### Task prompt
Lines that include "DriverRepository" make up the answer; copy all of them from the data below.

### Exercise material
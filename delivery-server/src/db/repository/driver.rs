//! Driver Repository

use async_trait::async_trait;
use chrono::{DateTime, Utc};
use serde::{Deserialize, Serialize};
use std::time::Duration;
use surrealdb::engine::local::Db;
use surrealdb::{RecordId, Surreal};

use super::{BaseRepository, content_without_id};
use crate::db::models::{Driver, DriverStatus, DriverUpdate, VehicleType};
use crate::db::{DriverStore, RepoError, RepoResult};

#[derive(Clone)]
pub struct DriverRepository {
    base: BaseRepository,
}

#[derive(Debug, Serialize, Deserialize)]
struct DriverRecord {
    id: RecordId,
    restaurant_id: String,
    name: String,
    phone: String,
    email: Option<String>,
    vehicle_type: VehicleType,
    license_plate: Option<String>,
    status: DriverStatus,
    is_active: bool,
    total_deliveries: i64,
    average_rating: f64,
    total_rating_count: i64,
    created_at: DateTime<Utc>,
}

impl From<DriverRecord> for Driver {
    fn from(r: DriverRecord) -> Self {
        Driver {
            id: r.id.key().to_string(),
            restaurant_id: r.restaurant_id,
            name: r.name,
            phone: r.phone,
            email: r.email,
            vehicle_type: r.vehicle_type,
            license_plate: r.license_plate,
            status: r.status,
            is_active: r.is_active,
            total_deliveries: r.total_deliveries,
            average_rating: r.average_rating,
            total_rating_count: r.total_rating_count,
            created_at: r.created_at,
        }
    }
}

impl DriverRepository {
    pub fn new(db: Surreal<Db>, timeout: Duration) -> Self {
        Self {
            base: BaseRepository::new(db, timeout),
        }
    }

    fn db(&self) -> &Surreal<Db> {
        self.base.db()
    }

    /// Single-driver update sharing the bounded/take/convert plumbing
    async fn update_one(
        &self,
        sql: String,
        binds: Vec<(&'static str, serde_json::Value)>,
    ) -> RepoResult<Option<Driver>> {
        self.base
            .bounded(async {
                let mut query = self.db().query(sql);
                for (key, value) in binds {
                    query = query.bind((key, value));
                }
                let records: Vec<DriverRecord> = query.await?.take(0)?;
                Ok(records.into_iter().next().map(Driver::from))
            })
            .await
    }
}

fn to_value<T: serde::Serialize>(v: &T) -> RepoResult<serde_json::Value> {
    serde_json::to_value(v).map_err(|e| RepoError::Database(e.to_string()))
}

#[async_trait]
impl DriverStore for DriverRepository {
    async fn insert_driver(&self, driver: &Driver) -> RepoResult<()> {
        let data = content_without_id(driver)?;
        let id = driver.id.clone();
        self.base
            .bounded(async {
                self.db()
                    .query("CREATE type::thing('driver', $id) CONTENT $data RETURN NONE")
                    .bind(("id", id))
                    .bind(("data", data))
                    .await?
                    .check()?;
                Ok(())
            })
            .await
    }

    async fn get_driver(&self, restaurant_id: &str, id: &str) -> RepoResult<Option<Driver>> {
        let id = id.to_string();
        let rid = restaurant_id.to_string();
        self.base
            .bounded(async {
                let records: Vec<DriverRecord> = self
                    .db()
                    .query(
                        "SELECT * FROM driver \
                         WHERE id = type::thing('driver', $id) AND restaurant_id = $rid \
                         LIMIT 1",
                    )
                    .bind(("id", id))
                    .bind(("rid", rid))
                    .await?
                    .take(0)?;
                Ok(records.into_iter().next().map(Driver::from))
            })
            .await
    }

    async fn list_drivers(
        &self,
        restaurant_id: &str,
        status: Option<DriverStatus>,
        include_inactive: bool,
    ) -> RepoResult<Vec<Driver>> {
        let rid = restaurant_id.to_string();
        let mut sql = "SELECT * FROM driver WHERE restaurant_id = $rid".to_string();
        if !include_inactive {
            sql.push_str(" AND is_active = true");
        }
        if status.is_some() {
            sql.push_str(" AND status = $status");
        }
        self.base
            .bounded(async {
                let mut query = self.db().query(sql).bind(("rid", rid));
                if let Some(status) = status {
                    query = query.bind(("status", status));
                }
                let records: Vec<DriverRecord> = query.await?.take(0)?;
                let mut drivers: Vec<Driver> = records.into_iter().map(Driver::from).collect();
                drivers.sort_by(|a, b| a.name.cmp(&b.name));
                Ok(drivers)
            })
            .await
    }

    async fn update_driver(
        &self,
        restaurant_id: &str,
        id: &str,
        patch: DriverUpdate,
    ) -> RepoResult<Option<Driver>> {
        let mut sets: Vec<&'static str> = Vec::new();
        let mut binds: Vec<(&'static str, serde_json::Value)> = vec![
            ("id", to_value(&id)?),
            ("rid", to_value(&restaurant_id)?),
        ];

        if let Some(name) = &patch.name {
            sets.push("name = $name");
            binds.push(("name", to_value(name)?));
        }
        if let Some(phone) = &patch.phone {
            sets.push("phone = $phone");
            binds.push(("phone", to_value(phone)?));
        }
        if let Some(email) = &patch.email {
            sets.push("email = $email");
            binds.push(("email", to_value(email)?));
        }
        if let Some(vehicle_type) = &patch.vehicle_type {
            sets.push("vehicle_type = $vehicle_type");
            binds.push(("vehicle_type", to_value(vehicle_type)?));
        }
        if let Some(license_plate) = &patch.license_plate {
            sets.push("license_plate = $license_plate");
            binds.push(("license_plate", to_value(license_plate)?));
        }

        if sets.is_empty() {
            return self.get_driver(restaurant_id, id).await;
        }

        let sql = format!(
            "UPDATE driver SET {} \
             WHERE id = type::thing('driver', $id) AND restaurant_id = $rid \
             RETURN AFTER",
            sets.join(", ")
        );
        self.update_one(sql, binds).await
    }

    async fn update_driver_status_guarded(
        &self,
        restaurant_id: &str,
        id: &str,
        expected: DriverStatus,
        new: DriverStatus,
    ) -> RepoResult<Option<Driver>> {
        let sql = "UPDATE driver SET status = $new \
                   WHERE id = type::thing('driver', $id) AND restaurant_id = $rid \
                   AND status = $expected RETURN AFTER"
            .to_string();
        let binds = vec![
            ("id", to_value(&id)?),
            ("rid", to_value(&restaurant_id)?),
            ("expected", to_value(&expected)?),
            ("new", to_value(&new)?),
        ];
        self.update_one(sql, binds).await
    }

    async fn set_active(
        &self,
        restaurant_id: &str,
        id: &str,
        active: bool,
    ) -> RepoResult<Option<Driver>> {
        let sql = "UPDATE driver SET is_active = $active \
                   WHERE id = type::thing('driver', $id) AND restaurant_id = $rid \
                   RETURN AFTER"
            .to_string();
        let binds = vec![
            ("id", to_value(&id)?),
            ("rid", to_value(&restaurant_id)?),
            ("active", to_value(&active)?),
        ];
        self.update_one(sql, binds).await
    }

    async fn record_delivery(&self, restaurant_id: &str, id: &str) -> RepoResult<Option<Driver>> {
        let sql = "UPDATE driver SET total_deliveries += 1 \
                   WHERE id = type::thing('driver', $id) AND restaurant_id = $rid \
                   RETURN AFTER"
            .to_string();
        let binds = vec![("id", to_value(&id)?), ("rid", to_value(&restaurant_id)?)];
        self.update_one(sql, binds).await
    }

    async fn record_rating(
        &self,
        restaurant_id: &str,
        id: &str,
        rating: f64,
    ) -> RepoResult<Option<Driver>> {
        // SET clauses apply in order: fold the average against the old
        // count, then bump the count
        let sql = "UPDATE driver SET \
                   average_rating = ((average_rating * total_rating_count) + $rating) \
                       / (total_rating_count + 1), \
                   total_rating_count += 1 \
                   WHERE id = type::thing('driver', $id) AND restaurant_id = $rid \
                   RETURN AFTER"
            .to_string();
        let binds = vec![
            ("id", to_value(&id)?),
            ("rid", to_value(&restaurant_id)?),
            ("rating", to_value(&rating)?),
        ];
        self.update_one(sql, binds).await
    }
}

### Written reply
pub struct DriverRepository {
impl DriverRepository {
impl DriverStore for DriverRepository {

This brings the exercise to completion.